Thread-safe, lock-free hot path (GIL atomicity on dict.get).

from advanced_caching import InMemCache

store = InMemCache()

@cache(60, key="user:{id}", store=store)
def get_user(id: int) -> dict: ...

RedisCache

import redis
from advanced_caching import RedisCache, serializers

r = redis.from_url("redis://localhost:6379", decode_responses=False)

store = RedisCache(
    r,
    prefix="myapp:",                    # key namespace
    serializer=serializers.msgpack,    # optional — default: pickle
)

@cache(3600, key="catalog:{page}", store=store)
async def get_catalog(page: int) -> list: ...

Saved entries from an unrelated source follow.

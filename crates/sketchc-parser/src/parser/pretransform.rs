//! Expression pre-transform.
//!
//! An ordered list of local rewrites applied to one flat level of an
//! expression before its atoms are expanded. Order matters: array and
//! anonymous class construction must be pulled out before `.length()` and
//! cast handling look at the remaining `"B#"` atoms.

use once_cell::sync::Lazy;
use regex::{Captures, Regex};
use sketchc_common::limits::MAX_REWRITE_PASSES;
use sketchc_common::{HOST_HANDLE, diagnostic_codes};
use sketchc_scanner::AtomKind;
use tracing::trace;

use super::state::{ParserState, strip_delimiters};
use crate::syntax::patterns::{FUNCTIONS_RE, QNAME, TrimmedSpaces, replace_matches};

/// `new int[] {1, 2}`: 1: type, 2: initializer atom.
static NEW_ARRAY_INIT_RE: Lazy<Regex> = Lazy::new(|| {
    Regex::new(&format!(r#"\bnew\s+({QNAME})(?:\s*"C\d+")+\s*("A\d+")"#)).expect("valid regex")
});

/// `new Runnable() {...}`
static NEW_INLINE_CLASS_RE: Lazy<Regex> = Lazy::new(|| {
    Regex::new(&format!(r#"\bnew\s+({QNAME})(?:\s*"B\d+")\s*("A\d+")"#)).expect("valid regex")
});

/// `new float[3][]`: 1: type, 2: dimension atoms.
static NEW_ARRAY_RE: Lazy<Regex> = Lazy::new(|| {
    Regex::new(&format!(r#"\bnew\s+({QNAME})\s*("C\d+"(?:\s*"C\d+")*)"#)).expect("valid regex")
});

static INDEX_ATOM_RE: Lazy<Regex> =
    Lazy::new(|| Regex::new(r#""C(\d+)""#).expect("valid regex"));

static EMPTY_DIMENSION_RE: Lazy<Regex> =
    Lazy::new(|| Regex::new(r"\[\s*\]").expect("valid regex"));

static DIMENSION_JOIN_RE: Lazy<Regex> =
    Lazy::new(|| Regex::new(r"\s*\]\s*\[\s*").expect("valid regex"));

static LENGTH_CALL_RE: Lazy<Regex> =
    Lazy::new(|| Regex::new(r#"(\.\s*length)\s*"B\d+""#).expect("valid regex"));

static HEX_COLOR_RE: Lazy<Regex> =
    Lazy::new(|| Regex::new(r"#([0-9A-Fa-f]{6})\b").expect("valid regex"));

/// A group atom followed by something it could be casting.
static CAST_CANDIDATE_RE: Lazy<Regex> =
    Lazy::new(|| Regex::new(r#""B(\d+)"(\s*(?:[\w$']|"B))"#).expect("valid regex"));

static CAST_ATOM_RE: Lazy<Regex> = Lazy::new(|| {
    Regex::new(&format!(r#"^\(\s*{QNAME}\s*(?:"C\d+"\s*)*\)$"#)).expect("valid regex")
});

static INT_CAST_ATOM_RE: Lazy<Regex> =
    Lazy::new(|| Regex::new(r"^\(\s*int\s*\)$").expect("valid regex"));

static EMPTY_INDEX_RE: Lazy<Regex> =
    Lazy::new(|| Regex::new(r"^\[\s*\]$").expect("valid regex"));

static INT_CAST_RE: Lazy<Regex> = Lazy::new(|| {
    Regex::new(r"\(int\)([^,\]\)\}\?:\*\+\-/\^\|%&~<>=]+)").expect("valid regex")
});

static SUPER_CALL_RE: Lazy<Regex> =
    Lazy::new(|| Regex::new(r#"\bsuper(\s*"B\d+")"#).expect("valid regex"));

static SUPER_MEMBER_RE: Lazy<Regex> =
    Lazy::new(|| Regex::new(r"\bsuper(\s*\.)").expect("valid regex"));

/// 1: number without its leading zeros, 2: integer part.
static LEADING_ZEROS_RE: Lazy<Regex> = Lazy::new(|| {
    Regex::new(r"\b0+((\d*)(?:\.\d*)?(?:[eE][\-+]?\d+)?[fF]?)\b").expect("valid regex")
});

static FLOAT_SUFFIX_RE: Lazy<Regex> =
    Lazy::new(|| Regex::new(r"\b(\.?\d+\.?)[fF]\b").expect("valid regex"));

static MODULO_RE: Lazy<Regex> =
    Lazy::new(|| Regex::new(r"([^\s])%([^=\s])").expect("valid regex"));

static PROPERTY_CALL_NAMES_RE: Lazy<Regex> = Lazy::new(|| {
    Regex::new(r"\b(frameRate|keyPressed|mousePressed)\b").expect("valid regex")
});

static FOLLOWED_BY_CALL_RE: Lazy<Regex> =
    Lazy::new(|| Regex::new(r#"^\s*"B"#).expect("valid regex"));

static PRIMITIVE_CALL_RE: Lazy<Regex> =
    Lazy::new(|| Regex::new(r#"\b(boolean|byte|char|float|int)\s*"B"#).expect("valid regex"));

/// 1: index or `.length`, 2: index atom, 3: its number, 4: assignment,
/// 5: assigned value.
static PIXELS_RE: Lazy<Regex> = Lazy::new(|| {
    Regex::new(r#"\bpixels\b\s*(("C(\d+)")|\.length)?(\s*=([^=,\]\)\}][^,\]\)\}]*))?"#)
        .expect("valid regex")
});

/// A receiver chain followed by a Java string or object method call.
/// 1: receiver including the final dot, 2: method, 3: arguments atom.
static JAVA_METHOD_RE: Lazy<Regex> = Lazy::new(|| {
    Regex::new(
        r#"((?:'\d+'|\b[A-Za-z_$][\w$]*\s*(?:"[BC]\d+")*)\s*\.\s*(?:[A-Za-z_$][\w$]*\s*(?:"[BC]\d+"\s*)*\.\s*)*)(replace|replaceAll|replaceFirst|contains|equals|equalsIgnoreCase|hashCode|toCharArray|printStackTrace|split|startsWith|endsWith|codePointAt|matches)\s*"B(\d+)""#,
    )
    .expect("valid regex")
});

static TRAILING_DOT_RE: Lazy<Regex> =
    Lazy::new(|| Regex::new(r"\.\s*$").expect("valid regex"));

/// 1: subject chain, 2: type.
static INSTANCEOF_RE: Lazy<Regex> = Lazy::new(|| {
    Regex::new(
        r#"((?:'\d+'|\b[A-Za-z_$][\w$]*\s*(?:"[BC]\d+")*)\s*(?:\.\s*[A-Za-z_$][\w$]*\s*(?:"[BC]\d+"\s*)*)*)instanceof\s+([A-Za-z_$][\w$]*\s*(?:\.\s*[A-Za-z_$][\w$]*)*)"#,
    )
    .expect("valid regex")
});

static THIS_CALL_RE: Lazy<Regex> =
    Lazy::new(|| Regex::new(r#"\bthis(\s*"B\d+")"#).expect("valid regex"));

impl ParserState<'_> {
    /// Apply every dialect rewrite to one flat expression level.
    pub(crate) fn pre_transform(&mut self, expr: &str) -> String {
        let s = self.rewrite_construction(expr);
        let s = LENGTH_CALL_RE.replace_all(&s, "${1}");
        let s = HEX_COLOR_RE.replace_all(&s, "0xFF${1}");
        let s = self.remove_casts(&s);
        let s = INT_CAST_RE.replace_all(&s, |caps: &Captures<'_>| {
            let arg = TrimmedSpaces::new(&caps[1]);
            arg.untrim(&format!("__int_cast({})", arg.middle))
        });
        let s = SUPER_CALL_RE.replace_all(&s, "$$superCstr${1}");
        let s = SUPER_MEMBER_RE.replace_all(&s, "$$super${1}");
        let s = normalize_numbers(&s);
        let s = MODULO_RE.replace_all(&s, "${1} % ${2}");
        let s = replace_matches(&PROPERTY_CALL_NAMES_RE, &s, |caps| {
            let end = caps.get(0).map_or(0, |m| m.end());
            (!FOLLOWED_BY_CALL_RE.is_match(&s[end..])).then(|| format!("__{}", &caps[1]))
        });
        let s = PRIMITIVE_CALL_RE.replace_all(&s, |caps: &Captures<'_>| {
            let name = &caps[1];
            format!("parse{}{}\"B", name[..1].to_uppercase(), &name[1..])
        });
        let s = self.rewrite_pixels(&s);
        let s = self.proxy_java_methods(&s);
        let s = self.rewrite_instanceof(&s);
        THIS_CALL_RE.replace_all(&s, "$$constr${1}").into_owned()
    }

    /// Array initializers, anonymous classes, function literals and sized
    /// array construction.
    fn rewrite_construction(&mut self, expr: &str) -> String {
        let s = NEW_ARRAY_INIT_RE.replace_all(expr, "${2}");
        let s = NEW_INLINE_CLASS_RE.replace_all(&s, |caps: &Captures<'_>| {
            self.push_atom(&caps[0], AtomKind::InlineClass)
        });
        let s = FUNCTIONS_RE.replace_all(&s, |caps: &Captures<'_>| {
            self.push_atom(&caps[0], AtomKind::Function)
        });
        NEW_ARRAY_RE
            .replace_all(&s, |caps: &Captures<'_>| {
                let type_name = &caps[1];
                let dimensions = INDEX_ATOM_RE.replace_all(&caps[2], |index: &Captures<'_>| {
                    let index = index[1].parse().unwrap_or(0);
                    self.atom_text(index)
                });
                let dimensions = EMPTY_DIMENSION_RE.replace_all(&dimensions, "[null]");
                let dimensions = DIMENSION_JOIN_RE.replace_all(&dimensions, ", ");
                let initializer = format!("{{{}}}", strip_delimiters(&dimensions));
                let initializer = self.push_atom(initializer, AtomKind::Block);
                let args = self.push_atom(format!("('{type_name}', {initializer})"), AtomKind::Group);
                trace!(type_name = %type_name, "array construction");
                format!("{HOST_HANDLE}.createJavaArray{args}")
            })
            .into_owned()
    }

    /// `(Type) x` drops the cast, `(int) x` is kept for `__int_cast`, and
    /// `(Type[]) x` is only a cast when every index atom is empty.
    fn remove_casts(&mut self, s: &str) -> String {
        replace_matches(&CAST_CANDIDATE_RE, s, |caps| {
            let start = caps.get(0).map_or(0, |m| m.start());
            // `foo(a) b` is a call, not a cast.
            if s[..start]
                .chars()
                .next_back()
                .is_some_and(|c| c.is_alphanumeric() || c == '_' || c == '$' || c == '"')
            {
                return None;
            }
            let index: usize = caps[1].parse().ok()?;
            let atom = self.atoms.get(index)?;
            if !CAST_ATOM_RE.is_match(atom) {
                return None;
            }
            let next = &caps[2];
            if INT_CAST_ATOM_RE.is_match(atom) {
                return Some(format!("(int){next}"));
            }
            if let Some(first) = INDEX_ATOM_RE.captures(atom) {
                let dimension = first[1].parse().ok().and_then(|i| self.atoms.get(i));
                if !dimension.is_some_and(|d| EMPTY_INDEX_RE.is_match(d)) {
                    return None;
                }
            }
            Some(next.to_string())
        })
    }

    /// `pixels[i] = c`, `pixels[i]`, `pixels.length`, `pixels = a` and bare
    /// `pixels` become accessor calls.
    fn rewrite_pixels(&mut self, s: &str) -> String {
        PIXELS_RE
            .replace_all(s, |caps: &Captures<'_>| {
                let value = caps.get(5).map(|m| m.as_str().trim());
                if let Some(index) = caps.get(3) {
                    let atom = self.atom_text(index.as_str().parse().unwrap_or(0));
                    let index = strip_delimiters(&atom);
                    return match value {
                        Some(value) => format!(
                            "pixels.setPixel{}",
                            self.push_atom(format!("({index},{value})"), AtomKind::Group)
                        ),
                        None => format!(
                            "pixels.getPixel{}",
                            self.push_atom(format!("({index})"), AtomKind::Group)
                        ),
                    };
                }
                if caps.get(1).is_some() {
                    return format!("pixels.getLength{}", self.push_atom("()", AtomKind::Group));
                }
                match value {
                    Some(value) => format!(
                        "pixels.set{}",
                        self.push_atom(format!("({value})"), AtomKind::Group)
                    ),
                    None => format!("pixels.toArray{}", self.push_atom("()", AtomKind::Group)),
                }
            })
            .into_owned()
    }

    /// `x.equals(y)` becomes `__equals(x, y)` so the call works whether `x`
    /// is a host string or a sketch object. Rewriting can expose another
    /// chain, so this repeats until nothing matches.
    fn proxy_java_methods(&mut self, s: &str) -> String {
        let mut s = s.to_string();
        for _ in 0..MAX_REWRITE_PASSES {
            if !JAVA_METHOD_RE.is_match(&s) {
                return s;
            }
            s = JAVA_METHOD_RE
                .replace_all(&s, |caps: &Captures<'_>| {
                    let subject = TRAILING_DOT_RE.replace(&caps[1], "");
                    let atom = self.atom_text(caps[3].parse().unwrap_or(0));
                    let args = TrimmedSpaces::new(strip_delimiters(&atom)).middle.to_string();
                    let call = if args.is_empty() {
                        format!("({subject})")
                    } else {
                        format!("({subject},{args})")
                    };
                    format!("__{}{}", &caps[2], self.push_atom(call, AtomKind::Group))
                })
                .into_owned();
        }
        self.report_rewrite_limit("java method proxy", &s)
    }

    /// `x instanceof T` becomes `__instanceof(x, T)`.
    fn rewrite_instanceof(&mut self, s: &str) -> String {
        let mut s = s.to_string();
        for _ in 0..MAX_REWRITE_PASSES {
            if !INSTANCEOF_RE.is_match(&s) {
                return s;
            }
            s = INSTANCEOF_RE
                .replace_all(&s, |caps: &Captures<'_>| {
                    let args = format!("({}, {})", caps[1].trim(), caps[2].trim());
                    format!("__instanceof{}", self.push_atom(args, AtomKind::Group))
                })
                .into_owned();
        }
        self.report_rewrite_limit("instanceof", &s)
    }

    fn report_rewrite_limit(&mut self, rewrite: &str, s: &str) -> String {
        self.diagnostics.report(
            diagnostic_codes::REWRITE_LIMIT_REACHED,
            &[rewrite, &MAX_REWRITE_PASSES.to_string()],
        );
        s.to_string()
    }
}

/// `00.5` to `0.5` and `0010f` to `10`, then `3.0f` to `3.0`. Plain
/// integers such as `0010` keep their zeros.
fn normalize_numbers(s: &str) -> String {
    let s = LEADING_ZEROS_RE.replace_all(s, |caps: &Captures<'_>| {
        let number = &caps[1];
        let int_part = &caps[2];
        if number == int_part {
            caps[0].to_string()
        } else if int_part.is_empty() {
            format!("0{number}")
        } else {
            number.to_string()
        }
    });
    FLOAT_SUFFIX_RE.replace_all(&s, "${1}").into_owned()
}

#[cfg(test)]
#[path = "../../tests/pretransform_tests.rs"]
mod tests;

Connection pooling (recommended):

pool = redis.ConnectionPool.from_url("redis://localhost", max_connections=20)
r = redis.Redis(connection_pool=pool, decode_responses=False)
store = RedisCache(r, prefix="app:")

ChainCache — N-Level Read-Through

sequenceDiagram
    participant C as Caller
    participant L1 as L1 InMemCache
    participant L2 as L2 RedisCache
    participant FN as Source fn

    C->>L1: get(key)
    alt L1 hit
        L1-->>C: value (sub-μs)
    else L1 miss
        L1->>L2: get(key)
        alt L2 hit
            L2-->>L1: value (backfill L1)
            L1-->>C: value
        else L2 miss
            L2->>FN: call fn()
            FN-->>L2: result (backfill L2)
            L2-->>L1: result (backfill L1)
            L1-->>C: result
        end
    end
Loading
from advanced_caching import ChainCache, InMemCache, RedisCache

chain = ChainCache.build(
    InMemCache(),
    RedisCache(r, prefix="v1:"),
    ttls=[60, 3600],       # L1 TTL, L2 TTL
)

@cache(3600, key="item:{id}", store=chain)
async def get_item(id: int) -> dict: ...

Three or more levels:

three_tier = ChainCache.build(l1, l2, l3, ttls=[60, 3600, 86400])

HybridCache

Convenience wrapper: L1 in-memory + L2 Redis with configurable TTLs.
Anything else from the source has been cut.